FIGS. 3A and 3B show a specific example of the above light receiving element, wherein FIG. 3A is a front view and FIG. 3B is a side view.

FIG. 4 is a block diagram showing the same.

FIG. 5 is a characteristic diagram of the amplifier unit according to the first embodiment;

FIG. 6 is an explanatory diagram of a lens constituting the multi-segment lens according to the first embodiment.

FIGS. 7A and 7B are explanatory views of the shape of the above lens, and FIG.
(b) is a front view.

FIG. 8 is an explanatory diagram of an arrangement and a cross-sectional shape of each lens in the multi-segment lens.

FIG. 9 is an explanatory diagram of an overlap of each lens in the multi-segment lens.

FIG. 10 shows an installation example and a detection area of the above.
(a) is a plan view, (b) is a front view, and (c) is a side view.

11A and 11B show a conventional example, in which FIG. 11A is a perspective view and FIG. 11B is an explanatory view.

FIG. 12 shows another conventional example, in which (a) is a sectional view,
(b) is an explanatory view.

[Explanation of symbols]

 Reference Signs List 1 light receiving element 2 multi-segment lens 3 detection surface 4 detection beam

────────────────────────────────────────────────── ─── Continuation of the front page (56) References JP-A-3-186801 (JP, A) JP-A-2-2344091 (JP, A) JP-A-1-118394 (JP, U) (58) Survey Field (Int.Cl. ⁷ , DB name) G01J 1/02-1/04 G01J 5/02 G01V 9/04 G08B 13/19-13/191

Claims (1)

(57) [Claims] 1. A multi-segment lens in which a plurality of lenses having substantially the same focal position are combined on one plane, and a light receiving means disposed at the focal position.

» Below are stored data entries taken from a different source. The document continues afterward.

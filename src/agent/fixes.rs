// ABOUTME: Fix strategies per failure category and the confidence-based selector.
// ABOUTME: Low-confidence selections escalate to an external analyzer when configured.

use serde::Serialize;
use std::collections::HashMap;
use std::sync::Arc;

use crate::config::DEFAULT_CONFIDENCE_THRESHOLD;

use super::analysis::{AnalysisRequest, AnalysisResponse, Analyzer};
use super::classifier::DeploymentError;
use super::patterns::Category;

/// A candidate remediation with an a-priori confidence in [0, 1].
#[derive(Debug, Clone, Serialize)]
pub struct FixStrategy {
    pub name: String,
    pub description: String,
    pub confidence: f64,
    pub commands: Vec<String>,
}

impl FixStrategy {
    pub fn new(
        name: impl Into<String>,
        description: impl Into<String>,
        confidence: f64,
        commands: impl IntoIterator<Item = &'static str>,
    ) -> Self {
        FixStrategy {
            name: name.into(),
            description: description.into(),
            confidence: confidence.clamp(0.0, 1.0),
            commands: commands.into_iter().map(String::from).collect(),
        }
    }

    /// Build a strategy from an external analysis response, clamping the
    /// reported confidence into [0, 1].
    pub fn from_analysis(response: AnalysisResponse) -> Self {
        FixStrategy {
            name: "external_analysis".to_string(),
            description: response.description,
            confidence: response.confidence.clamp(0.0, 1.0),
            commands: response.steps,
        }
    }
}

/// The built-in fix table, keyed by failure category.
pub fn default_fixes() -> HashMap<Category, Vec<FixStrategy>> {
    let mut fixes = HashMap::new();

    fixes.insert(
        Category::BuildpackFailure,
        vec![
            FixStrategy::new(
                "dockerfile_fallback",
                "retry the build with a generated Dockerfile instead of buildpacks",
                0.9,
                ["caravel build --path ."],
            ),
            FixStrategy::new(
                "clear_build_cache",
                "clear the local builder cache and retry",
                0.5,
                ["docker builder prune -f"],
            ),
        ],
    );

    fixes.insert(
        Category::RegistryAuthFailed,
        vec![
            FixStrategy::new(
                "refresh_registry_login",
                "refresh the registry credential and log in again",
                0.85,
                [
                    "aws ecr get-login-password | docker login --username AWS --password-stdin <registry>",
                ],
            ),
            FixStrategy::new(
                "verify_cloud_credentials",
                "verify the active cloud credentials resolve an account identity",
                0.6,
                ["aws sts get-caller-identity"],
            ),
        ],
    );

    fixes.insert(
        Category::RepositoryNotFound,
        vec![FixStrategy::new(
            "create_repository",
            "create the missing image repository",
            0.9,
            ["aws ecr create-repository --repository-name <project>"],
        )],
    );

    fixes.insert(
        Category::RevisionMissing,
        vec![FixStrategy::new(
            "redeploy_service",
            "re-apply the service descriptor to stamp a fresh revision",
            0.7,
            ["caravel deploy"],
        )],
    );

    fixes.insert(
        Category::ImagePullBackoff,
        vec![
            FixStrategy::new(
                "repush_image",
                "push the image again so the cluster can pull it",
                0.8,
                ["caravel push"],
            ),
            FixStrategy::new(
                "check_image_reference",
                "verify the deployed image reference exists in the registry",
                0.55,
                ["aws ecr describe-images --repository-name <project>"],
            ),
        ],
    );

    fixes.insert(
        Category::DnsResolutionFailed,
        vec![FixStrategy::new(
            "check_cluster_dns",
            "inspect cluster DNS resolution from a debug pod",
            0.4,
            ["kubectl run dns-check --rm -it --image=busybox -- nslookup <host>"],
        )],
    );

    fixes.insert(
        Category::PermissionDenied,
        vec![FixStrategy::new(
            "review_iam_policy",
            "review the active identity's registry and cluster permissions",
            0.45,
            ["aws sts get-caller-identity", "kubectl auth can-i create services"],
        )],
    );

    fixes.insert(
        Category::LoadBalancerPending,
        vec![FixStrategy::new(
            "wait_for_loadbalancer",
            "external address provisioning can take several minutes; keep waiting",
            0.75,
            ["kubectl get svc -w"],
        )],
    );

    fixes
}

/// Picks the best fix for a classified error, escalating low-confidence
/// selections to an external analyzer when one is configured.
pub struct FixSelector {
    threshold: f64,
    analyzer: Option<Arc<dyn Analyzer>>,
}

impl Default for FixSelector {
    fn default() -> Self {
        FixSelector {
            threshold: DEFAULT_CONFIDENCE_THRESHOLD,
            analyzer: None,
        }
    }
}

impl FixSelector {
    pub fn new(threshold: f64, analyzer: Option<Arc<dyn Analyzer>>) -> Self {
        FixSelector {
            threshold: threshold.clamp(0.0, 1.0),
            analyzer,
        }
    }

    /// Highest-confidence candidate. Ties keep the earlier candidate, so the
    /// registration order is the tie-break. Returns `None` when there is no
    /// error or no candidates.
    pub fn select_local(&self, error: Option<&DeploymentError>) -> Option<FixStrategy> {
        let error = error?;
        let mut best: Option<&FixStrategy> = None;
        for candidate in &error.suggestions {
            match best {
                Some(current) if candidate.confidence <= current.confidence => {}
                _ => best = Some(candidate),
            }
        }
        best.cloned()
    }

    /// Select a fix, consulting the analyzer when the local best falls below
    /// the confidence threshold. A successful escalation always substitutes
    /// the analyzer's fix; failures fall back to the local pick silently.
    pub async fn select(
        &self,
        error: Option<&DeploymentError>,
        context: &[String],
    ) -> Option<FixStrategy> {
        let local = self.select_local(error)?;
        if local.confidence >= self.threshold {
            return Some(local);
        }

        let Some(analyzer) = &self.analyzer else {
            return Some(local);
        };
        let error = error?;

        let request = AnalysisRequest {
            category: error.pattern.category,
            line: error.line.clone(),
            context: context.to_vec(),
        };
        match analyzer.analyze(&request).await {
            Ok(response) => Some(FixStrategy::from_analysis(response)),
            Err(e) => {
                tracing::debug!("external analysis unavailable: {e}");
                Some(local)
            }
        }
    }
}

#[cfg(test)]
mod tests {
    use super::*;
    use crate::agent::patterns::default_patterns;

    fn error_with(confidences: &[f64]) -> DeploymentError {
        let pattern = default_patterns().into_iter().next().unwrap();
        DeploymentError {
            pattern,
            line: "failed to build".to_string(),
            suggestions: confidences
                .iter()
                .enumerate()
                .map(|(i, c)| FixStrategy::new(format!("fix-{i}"), "", *c, []))
                .collect(),
        }
    }

    #[test]
    fn no_error_selects_nothing() {
        let selector = FixSelector::default();
        assert!(selector.select_local(None).is_none());
    }

    #[test]
    fn no_candidates_selects_nothing() {
        let selector = FixSelector::default();
        assert!(selector.select_local(Some(&error_with(&[]))).is_none());
    }

    #[test]
    fn highest_confidence_wins() {
        let selector = FixSelector::default();
        let pick = selector
            .select_local(Some(&error_with(&[0.3, 0.9, 0.6])))
            .unwrap();
        assert_eq!(pick.name, "fix-1");
    }

    #[test]
    fn ties_keep_the_earlier_candidate() {
        let selector = FixSelector::default();
        let pick = selector
            .select_local(Some(&error_with(&[0.7, 0.7])))
            .unwrap();
        assert_eq!(pick.name, "fix-0");
    }

    #[test]
    fn every_category_has_default_fixes() {
        let fixes = default_fixes();
        for category in Category::all() {
            let candidates = fixes.get(&category).unwrap();
            assert!(!candidates.is_empty());
            for fix in candidates {
                assert!((0.0..=1.0).contains(&fix.confidence));
            }
        }
    }
}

The first surface is a plane, the second surface is a hyperboloid, and the rotation axis of the hyperboloid of the second surface is formed as oblique to the plane of the first surface. Plane
The angle between the normal of the lens and the focal point through the vertex of the lens
The angle between the incident light and the above normal is δ, the vertex of the lens
The distance between the lens and the center of the light receiving element is L, the focal length is f,
When the refractive index of the lens material is n, δ = arctan (L / f) θ = arcsin (sinδ / n) , and each lens is formed so that the detection beam by each lens has substantially the same size on the detection surface. Are set in a grid pattern at intervals of 1 to 2 times the size of the detection target on the detection surface, and the polarities of adjacent detection beams are inverted. Optical detection device.